This dark is the same dark as when you close
your eyes I whisper to our son while he
catches his breath. It is well past midnight
and he will not describe the face of what
he fights to unsee. By his feet, the green
glow of a nightlight retreats into blue,
slips softly to red. Above his bed: notes
we once had time to tape onto the latch
of his lunchbox, flights of origami
swans, throwing stars and fortune tellers. When
your turn comes to lie beside him, this is
the bridge he’s set to repeat: Always an
angel, never a god—and so you hold
him close like a saint shadowed by the axe,
cradling her own haloed head in her hands.

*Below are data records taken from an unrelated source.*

//! Paths through nested itemized structures.
//!
//! [`walk`] visits a structure depth-first and yields every terminal value (anything
//! that is not discrete) together with the [`Path`] leading to it. Containers are
//! tracked by identity while they are being visited, so a structure reaching back to
//! one of its own ancestors is cut off at that point instead of recursing forever.
//! The same container reached along two separate branches is visited both times.
//!
//! Deep equality is built on top: [`rec_eq`] holds when every terminal path of each
//! side resolves to an equal value in the other. It looks at the shape of the data
//! only through lookups, so a sequence equals a mapping keyed by its positions.
//!
//! Any [`Record`] can be the root: a `serde_json` document, a map keyed by [`Key`] or
//! a [`Chain`](crate::Chain). A root that is neither discrete nor a plain value has
//! nothing to walk.

use std::collections::HashSet;
use std::hash::BuildHasherDefault;

use seahash::SeaHasher;
use tracing::debug;

use crate::basics;
use crate::error::{ItemizeError, Result};
use crate::fallback::{Fallback, Indices};
use crate::record::Record;
use crate::value::{Key, Path, Value};

type IdentityHasher = BuildHasherDefault<SeaHasher>;

struct Frame {
    // the root of a walk over a foreign record has no identity to track
    identity: Option<usize>,
    path: Path,
    // shared slots contribute a child without a key of their own
    children: std::vec::IntoIter<(Option<Key>, Value)>,
}

/// Depth-first iterator over `(path, terminal value)` pairs.
///
/// Created by [`walk`].
pub struct Walk {
    frames: Vec<Frame>,
    active: HashSet<usize, IdentityHasher>,
    pending: Option<(Path, Value)>,
}

impl Walk {
    fn enter(&mut self, path: Path, node: Value) -> Option<(Path, Value)> {
        let children: Vec<(Option<Key>, Value)> = match &node {
            Value::Seq(_) | Value::Map(_) => node
                .pairs()
                .into_iter()
                .map(|(key, child)| (Some(key), child))
                .collect(),
            Value::Shared(cell) => vec![(None, cell.get())],
            _ => Vec::new(),
        };
        let Some(identity) = node.identity() else {
            return Some((path, node));
        };
        if !self.active.insert(identity) {
            debug!(?path, "closing branch that leads back to an ancestor");
            return None;
        }
        self.frames.push(Frame {
            identity: Some(identity),
            path,
            children: children.into_iter(),
        });
        None
    }
}

impl Iterator for Walk {
    type Item = (Path, Value);

    fn next(&mut self) -> Option<Self::Item> {
        loop {
            if let Some((path, node)) = self.pending.take() {
                if let Some(terminal) = self.enter(path, node) {
                    return Some(terminal);
                }
                continue;
            }
            let frame = self.frames.last_mut()?;
            match frame.children.next() {
                Some((key, child)) => {
                    let mut path = frame.path.clone();
                    path.extend(key);
                    self.pending = Some((path, child));
                }
                None => {
                    if let Some(identity) = self.frames.pop().and_then(|done| done.identity) {
                        self.active.remove(&identity);
                    }
                }
            }
        }
    }
}

pub fn walk<R>(root: &R) -> Walk
where
    R: Record + ?Sized,
{
    let mut walk = Walk {
        frames: Vec::new(),
        active: HashSet::default(),
        pending: None,
    };
    match root.as_value() {
        Some(value) => walk.pending = Some((Path::new(), value)),
        None if root.is_discrete() => walk.frames.push(Frame {
            identity: None,
            path: Path::new(),
            children: root
                .pairs()
                .into_iter()
                .map(|(key, child)| (Some(key), child))
                .collect::<Vec<_>>()
                .into_iter(),
        }),
        None => debug!("root is neither discrete nor a value, nothing to walk"),
    }
    walk
}

/// Terminal paths only.
pub struct Paths(Walk);

impl Iterator for Paths {
    type Item = Path;

    fn next(&mut self) -> Option<Self::Item> {
        self.0.next().map(|(path, _)| path)
    }
}

pub fn paths<R>(root: &R) -> Paths
where
    R: Record + ?Sized,
{
    Paths(walk(root))
}

/// Follows `path` one segment at a time.
///
/// The empty path leads to the root itself, which only a plain value can hand out.
pub fn get_path<R>(root: &R, path: &[Key]) -> Result<Value>
where
    R: Record + ?Sized,
{
    let Some((first, rest)) = path.split_first() else {
        return root.as_value().ok_or_else(|| {
            ItemizeError::TypeMismatch("the root of this record is not a value".to_owned())
        });
    };
    let start = basics::get(root, Indices::one(first.clone()), Fallback::NotPassed)?;
    rest.iter().try_fold(start, |node, key| {
        basics::get(&node, Indices::one(key.clone()), Fallback::NotPassed)
    })
}

/// The value at each of `paths`, or the lookup failure for paths that do not resolve.
pub fn iter_pairs<'r, R, I>(
    root: &'r R,
    paths: I,
) -> impl Iterator<Item = Result<(Path, Value)>> + 'r
where
    R: Record + ?Sized,
    I: IntoIterator<Item = Path>,
    I::IntoIter: 'r,
{
    paths
        .into_iter()
        .map(move |path| get_path(root, &path).map(|found| (path, found)))
}

/// Terminal paths whose value satisfies `predicate`.
pub fn find<R, P>(root: &R, mut predicate: P) -> impl Iterator<Item = Path>
where
    R: Record + ?Sized,
    P: FnMut(&Value) -> bool,
{
    walk(root).filter_map(move |(path, terminal)| predicate(&terminal).then_some(path))
}

/// One-way comparison: every terminal path of `a` leads to an equal value in `b`.
pub fn rec_compare<A, B>(a: &A, b: &B) -> bool
where
    A: Record + ?Sized,
    B: Record + ?Sized,
{
    walk(a).all(|(path, terminal)| match get_path(b, &path) {
        Ok(other) => other.resolved() == terminal,
        Err(_) => false,
    })
}

pub fn rec_eq<A, B>(a: &A, b: &B) -> bool
where
    A: Record + ?Sized,
    B: Record + ?Sized,
{
    rec_compare(a, b) && rec_compare(b, a)
}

Copyright © 2024 by R. A. Villanueva. Originally published in Poem-a-Day on January 9, 2024, by the Academy of American Poets.
“As a kind of force field against bedtime fears, my children have taken to listening to short playlists or single tracks on loop while they fall asleep. What promises comfort goes through waves: there were weeks of Diary of a Wimpy Kid audiobooks mixed with Mozart’s ‘Gran Partita,’ nights and nights and nights of ‘Revival’ by Gregory Porter cross-fading into Bluey’s opening-theme melodica. Last summer, when nightmares and nerves felt impossible to bear alone, my wife and I would move between rooms, singing. This sonnet ends with lines from ‘Not Strong Enough’ by the band boygenius; it ends believing that we will give our lives for those we love.”